また、赤ワインを好まれる場合は、タンニンが少なめでフルーティーなピノ・ノワールやマスカット・ベーリーAを選ぶと、醤油やにんにく、しょうがの風味と喧嘩せずに寄り添ってくれます。お食事の場面に合わせて、お好みのペアリングを楽しんでみてください。
保存テクニックと温め直し方
余った鶏のから揚げは、しっかりと粗熱を取ってから保存容器に入れ、冷蔵庫で保存してください。冷蔵保存の目安は約2〜3日です。食べる際は、電子レンジで軽く温めた後、オーブントースターで表面をカリッと焼き直すと、揚げたてに近い食感を楽しむことができます。

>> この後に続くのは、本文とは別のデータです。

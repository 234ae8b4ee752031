//! CLI error type and exit codes.

use std::fmt;

/// Stable process exit codes.
#[derive(Debug, Clone, Copy, PartialEq, Eq)]
pub enum ExitCode {
    /// Success (including non-ok envelopes: they are data, not errors).
    #[allow(dead_code)]
    Ok = 0,
    /// Internal failure.
    Internal = 1,
    /// Invalid user input.
    InvalidInput = 2,
    /// I/O failure.
    Io = 3,
}

impl ExitCode {
    /// Numeric exit code.
    #[must_use]
    pub const fn as_u8(self) -> u8 {
        self as u8
    }
}

/// CLI-level error.
#[derive(Debug)]
pub enum CliError {
    /// Invalid user input (bad arguments, malformed request JSON).
    InvalidInput(String),
    /// Filesystem failure.
    Io(std::io::Error),
    /// Serialization failure.
    Serialization(serde_json::Error),
    /// Failure surfaced from the core.
    Core(satori_shared::ErrorEnvelope),
}

impl CliError {
    /// Exit code for this error.
    #[must_use]
    pub const fn exit_code(&self) -> ExitCode {
        match self {
            Self::InvalidInput(_) => ExitCode::InvalidInput,
            Self::Io(_) => ExitCode::Io,
            Self::Serialization(_) | Self::Core(_) => ExitCode::Internal,
        }
    }
}

impl fmt::Display for CliError {
    fn fmt(&self, formatter: &mut fmt::Formatter<'_>) -> fmt::Result {
        match self {
            Self::InvalidInput(message) => write!(formatter, "invalid input: {message}"),
            Self::Io(error) => write!(formatter, "io error: {error}"),
            Self::Serialization(error) => write!(formatter, "serialization error: {error}"),
            Self::Core(error) => write!(formatter, "{error}"),
        }
    }
}

impl std::error::Error for CliError {}

impl From<std::io::Error> for CliError {
    fn from(error: std::io::Error) -> Self {
        Self::Io(error)
    }
}

impl From<serde_json::Error> for CliError {
    fn from(error: serde_json::Error) -> Self {
        Self::Serialization(error)
    }
}

impl From<satori_shared::ErrorEnvelope> for CliError {
    fn from(error: satori_shared::ErrorEnvelope) -> Self {
        if error.code == satori_shared::ErrorCode::invalid_input()
            || error.code.namespace() == "api"
            || error.code.namespace() == "config"
        {
            Self::InvalidInput(error.message)
        } else {
            Self::Core(error)
        }
    }
}

#[cfg(test)]
mod tests {
    use super::*;
    use satori_shared::{ErrorCode, ErrorEnvelope};

    #[test]
    fn exit_codes_are_stable() {
        assert_eq!(ExitCode::Ok.as_u8(), 0);
        assert_eq!(ExitCode::Internal.as_u8(), 1);
        assert_eq!(ExitCode::InvalidInput.as_u8(), 2);
        assert_eq!(ExitCode::Io.as_u8(), 3);
    }

    #[test]
    fn api_validation_errors_map_to_invalid_input() {
        let envelope = ErrorEnvelope::expected(ErrorCode::new("api", "invalid_request"), "bad");
        let error = CliError::from(envelope);
        assert_eq!(error.exit_code(), ExitCode::InvalidInput);
    }

    #[test]
    fn transport_errors_map_to_internal() {
        let envelope = ErrorEnvelope::unexpected(
            ErrorCode::transport(),
            "down",
            satori_shared::ErrorClass::Retriable,
        );
        let error = CliError::from(envelope);
        assert_eq!(error.exit_code(), ExitCode::Internal);
    }
}
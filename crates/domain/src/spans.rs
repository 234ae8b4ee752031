//! Line spans and language identifiers.

use satori_shared::{ErrorCode, ErrorEnvelope};
use serde::{Deserialize, Serialize};
use std::fmt;

/// Validation failures for spans.
#[derive(Debug, Clone, Copy, PartialEq, Eq)]
pub enum SpanError {
    /// Start/end must be >= 1.
    NonPositive {
        /// Starting line (1-indexed).
        start_line: u32,
        /// Ending line (1-indexed).
        end_line: u32,
    },
    /// Start must be <= end.
    StartAfterEnd {
        /// Starting line (1-indexed).
        start_line: u32,
        /// Ending line (1-indexed).
        end_line: u32,
    },
}

impl fmt::Display for SpanError {
    fn fmt(&self, formatter: &mut fmt::Formatter<'_>) -> fmt::Result {
        match self {
            Self::NonPositive { .. } => {
                formatter.write_str("span startLine/endLine must be >= 1")
            },
            Self::StartAfterEnd { .. } => {
                formatter.write_str("span startLine must be <= endLine")
            },
        }
    }
}

impl std::error::Error for SpanError {}

impl From<SpanError> for ErrorEnvelope {
    fn from(error: SpanError) -> Self {
        let (SpanError::NonPositive {
            start_line,
            end_line,
        }
        | SpanError::StartAfterEnd {
            start_line,
            end_line,
        }) = error;

        Self::expected(ErrorCode::new("domain", "invalid_line_span"), error.to_string())
            .with_metadata("start_line", start_line.to_string())
            .with_metadata("end_line", end_line.to_string())
    }
}

/// Inclusive line span with 1-indexed boundaries.
#[derive(Debug, Clone, Copy, PartialEq, Eq, Hash, PartialOrd, Ord, Serialize, Deserialize)]
#[serde(rename_all = "camelCase")]
pub struct LineSpan {
    start_line: u32,
    end_line: u32,
}

impl LineSpan {
    /// Construct a validated line span.
    pub const fn new(start_line: u32, end_line: u32) -> Result<Self, SpanError> {
        if start_line == 0 || end_line == 0 {
            return Err(SpanError::NonPositive {
                start_line,
                end_line,
            });
        }

        if start_line > end_line {
            return Err(SpanError::StartAfterEnd {
                start_line,
                end_line,
            });
        }

        Ok(Self {
            start_line,
            end_line,
        })
    }

    /// Returns the starting line (1-indexed).
    #[must_use]
    pub const fn start_line(&self) -> u32 {
        self.start_line
    }

    /// Returns the ending line (1-indexed).
    #[must_use]
    pub const fn end_line(&self) -> u32 {
        self.end_line
    }

    /// Smallest span covering both operands.
    #[must_use]
    pub fn union(self, other: Self) -> Self {
        Self {
            start_line: self.start_line.min(other.start_line),
            end_line: self.end_line.max(other.end_line),
        }
    }

    /// True when `line` falls inside the span.
    #[must_use]
    pub const fn contains_line(&self, line: u32) -> bool {
        line >= self.start_line && line <= self.end_line
    }

    /// True when the span intersects the inclusive `[start, end]` window.
    #[must_use]
    pub const fn overlaps_window(&self, start: u32, end: u32) -> bool {
        self.start_line <= end && self.end_line >= start
    }
}

/// Canonical language identifiers derived from file extensions.
#[derive(
    Debug, Clone, Copy, PartialEq, Eq, Hash, PartialOrd, Ord, Serialize, Deserialize,
)]
#[serde(rename_all = "lowercase")]
pub enum Language {
    /// `TypeScript` source files.
    TypeScript,
    /// `JavaScript` source files.
    JavaScript,
    /// `Python` source files.
    Python,
    /// `Java` source files.
    Java,
    /// `Cpp` source files.
    Cpp,
    /// `C` source files.
    C,
    /// `CSharp` source files.
    CSharp,
    /// `Go` source files.
    Go,
    /// `Rust` source files.
    Rust,
    /// `Php` source files.
    Php,
    /// `Ruby` source files.
    Ruby,
    /// `Swift` source files.
    Swift,
    /// `Kotlin` source files.
    Kotlin,
    /// `Markdown` documents.
    Markdown,
    /// `Text` fallback.
    Text,
}

impl Language {
    /// Returns the canonical string identifier.
    #[must_use]
    pub const fn as_str(self) -> &'static str {
        match self {
            Self::TypeScript => "typescript",
            Self::JavaScript => "javascript",
            Self::Python => "python",
            Self::Java => "java",
            Self::Cpp => "cpp",
            Self::C => "c",
            Self::CSharp => "csharp",
            Self::Go => "go",
            Self::Rust => "rust",
            Self::Php => "php",
            Self::Ruby => "ruby",
            Self::Swift => "swift",
            Self::Kotlin => "kotlin",
            Self::Markdown => "markdown",
            Self::Text => "text",
        }
    }

    /// Parse a canonical language identifier.
    #[must_use]
    pub fn parse(value: &str) -> Option<Self> {
        match value.trim().to_ascii_lowercase().as_str() {
            "typescript" => Some(Self::TypeScript),
            "javascript" => Some(Self::JavaScript),
            "python" => Some(Self::Python),
            "java" => Some(Self::Java),
            "cpp" => Some(Self::Cpp),
            "c" => Some(Self::C),
            "csharp" => Some(Self::CSharp),
            "go" => Some(Self::Go),
            "rust" => Some(Self::Rust),
            "php" => Some(Self::Php),
            "ruby" => Some(Self::Ruby),
            "swift" => Some(Self::Swift),
            "kotlin" => Some(Self::Kotlin),
            "markdown" => Some(Self::Markdown),
            "text" => Some(Self::Text),
            _ => None,
        }
    }

    /// Derive a language identifier from a file extension.
    #[must_use]
    pub fn from_extension(extension: &str) -> Self {
        let trimmed = extension.trim().trim_start_matches('.');
        if trimmed.is_empty() {
            return Self::Text;
        }

        match trimmed.to_ascii_lowercase().as_str() {
            "ts" | "tsx" => Self::TypeScript,
            "js" | "jsx" | "mjs" => Self::JavaScript,
            "py" => Self::Python,
            "java" => Self::Java,
            "cpp" | "hpp" | "cc" => Self::Cpp,
            "c" | "h" => Self::C,
            "cs" => Self::CSharp,
            "go" => Self::Go,
            "rs" => Self::Rust,
            "php" => Self::Php,
            "rb" => Self::Ruby,
            "swift" => Self::Swift,
            "kt" => Self::Kotlin,
            "md" | "markdown" => Self::Markdown,
            _ => Self::Text,
        }
    }
}

impl fmt::Display for Language {
    fn fmt(&self, formatter: &mut fmt::Formatter<'_>) -> fmt::Result {
        formatter.write_str(self.as_str())
    }
}
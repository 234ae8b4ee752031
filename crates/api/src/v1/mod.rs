//! API v1: request DTOs, validation, envelope mapping, list formatting.

pub mod format;
pub mod mappers;
pub mod types;
pub mod validation;

pub use format::*;
pub use mappers::*;
pub use types::*;
pub use validation::*;
//! Persistent per-codebase snapshot store.
//!
//! One JSON file maps canonical roots to `CodebaseEntry` records. Every
//! mutation persists via atomic write-then-rename before the caller observes
//! it; `last_updated_ms` is monotonic per entry.

use satori_domain::{CodebaseEntry, CodebaseStatus, FingerprintSource, IndexFingerprint};
use satori_shared::{Result, atomic_write_json, read_json_if_exists};
use std::collections::BTreeMap;
use std::path::PathBuf;
use tokio::sync::Mutex;

type SnapshotMap = BTreeMap<String, CodebaseEntry>;

/// Shared snapshot store guarding all per-codebase state.
pub struct SnapshotStore {
    path: PathBuf,
    state: Mutex<SnapshotMap>,
}

impl SnapshotStore {
    /// Open the store, loading existing state when present.
    ///
    /// Loading is lenient: an unreadable file starts empty rather than
    /// failing startup (a later mutation rewrites it).
    pub fn open(path: PathBuf) -> Self {
        let state = read_json_if_exists::<SnapshotMap>(&path)
            .ok()
            .flatten()
            .unwrap_or_default();
        Self {
            path,
            state: Mutex::new(state),
        }
    }

    /// Snapshot file location.
    #[must_use]
    pub fn path(&self) -> &PathBuf {
        &self.path
    }

    /// Read one entry.
    pub async fn get(&self, root: &str) -> Option<CodebaseEntry> {
        let state = self.state.lock().await;
        state.get(root).cloned()
    }

    /// All entries, ordered by canonical root.
    pub async fn entries(&self) -> Vec<(String, CodebaseEntry)> {
        let state = self.state.lock().await;
        state
            .iter()
            .map(|(root, entry)| (root.clone(), entry.clone()))
            .collect()
    }

    /// Tracked roots that are path-ancestors of (or equal to) `canonical`.
    pub async fn ancestors_of(&self, canonical: &str) -> Vec<(String, CodebaseEntry)> {
        let state = self.state.lock().await;
        state
            .iter()
            .filter(|(root, _)| is_path_ancestor(root, canonical))
            .map(|(root, entry)| (root.clone(), entry.clone()))
            .collect()
    }

    /// Replace an entry's status, stamping a monotonic timestamp.
    pub async fn set_status(&self, root: &str, status: CodebaseStatus, now_ms: u64) -> Result<()> {
        self.mutate(root, now_ms, |entry| {
            entry.status = status;
        })
        .await
    }

    /// Record the fingerprint that produced the current cloud data.
    pub async fn set_fingerprint(
        &self,
        root: &str,
        fingerprint: IndexFingerprint,
        source: FingerprintSource,
        now_ms: u64,
    ) -> Result<()> {
        self.mutate(root, now_ms, |entry| {
            entry.index_fingerprint = Some(fingerprint);
            entry.fingerprint_source = Some(source);
        })
        .await
    }

    /// Flip an entry to `requires_reindex`, recording the reason.
    pub async fn mark_requires_reindex(
        &self,
        root: &str,
        reason: impl Into<Box<str>>,
        now_ms: u64,
    ) -> Result<()> {
        let reason = reason.into();
        self.mutate(root, now_ms, |entry| {
            entry.status = CodebaseStatus::RequiresReindex {
                message: reason.clone(),
            };
            entry.reindex_reason = Some(reason.clone());
        })
        .await
    }

    /// Apply an arbitrary mutation to an entry, creating it when absent.
    ///
    /// The mutation and its persistence happen under the store lock, so a
    /// transition is never observable before it is durable.
    pub async fn mutate<F>(&self, root: &str, now_ms: u64, apply: F) -> Result<()>
    where
        F: FnOnce(&mut CodebaseEntry),
    {
        let mut state = self.state.lock().await;
        let entry = state
            .entry(root.to_owned())
            .or_insert_with(|| CodebaseEntry::new(CodebaseStatus::NotFound, now_ms));

        apply(entry);
        entry.last_updated_ms = entry.last_updated_ms.max(now_ms);

        atomic_write_json(&self.path, &*state)
    }

    /// Remove an entry (explicit `clear`).
    pub async fn remove(&self, root: &str) -> Result<()> {
        let mut state = self.state.lock().await;
        state.remove(root);
        atomic_write_json(&self.path, &*state)
    }
}

/// True when `ancestor` equals `path` or is a component-boundary prefix.
#[must_use]
pub fn is_path_ancestor(ancestor: &str, path: &str) -> bool {
    if ancestor == path {
        return true;
    }

    let Some(rest) = path.strip_prefix(ancestor) else {
        return false;
    };

    // `/repo` is an ancestor of `/repo/sub`, not of `/repository`.
    ancestor.ends_with('/') || rest.starts_with('/')
}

さらに長期保存したい場合は、1個ずつラップで包み、冷凍用の保存袋に入れて冷凍庫で保存することも可能です。冷凍したから揚げはお弁当のおかずとしても重宝し、約3週間ほど保存できます。解凍する際も同様に電子レンジとトースターを併用するのがおすすめです。
このレシピのまとめと栄養のポイント
今回は、土井善晴さんのレシピ「鶏のから揚げ」の作り方を詳しくご紹介しました。下味の水分を鶏肉にしっかりと抱え込ませる工夫や、小麦粉と片栗粉を順番にまぶして衣を作る手順、そして冷たい油からじっくりと揚げていくという調理法など、一つ一つの工程に美味しさを引き出すための大切なポイントが詰まっています。
骨付きの大きめな鶏肉を使うことで、食べ応えのある本格的な仕上がりになり、食卓の主役として大活躍すること間違いありません。少なめの油とフライパンで手軽に作れるのも、ご家庭での調理には非常に嬉しいポイントです。
ぜひ今回ご紹介した手順や極意を参考にして、外はカリッと香ばしく、中は驚くほどジューシーな絶品から揚げをご自宅で再現してみてください。お弁当のおかずや、家族のお祝い事など、様々なシーンで喜ばれる一品です。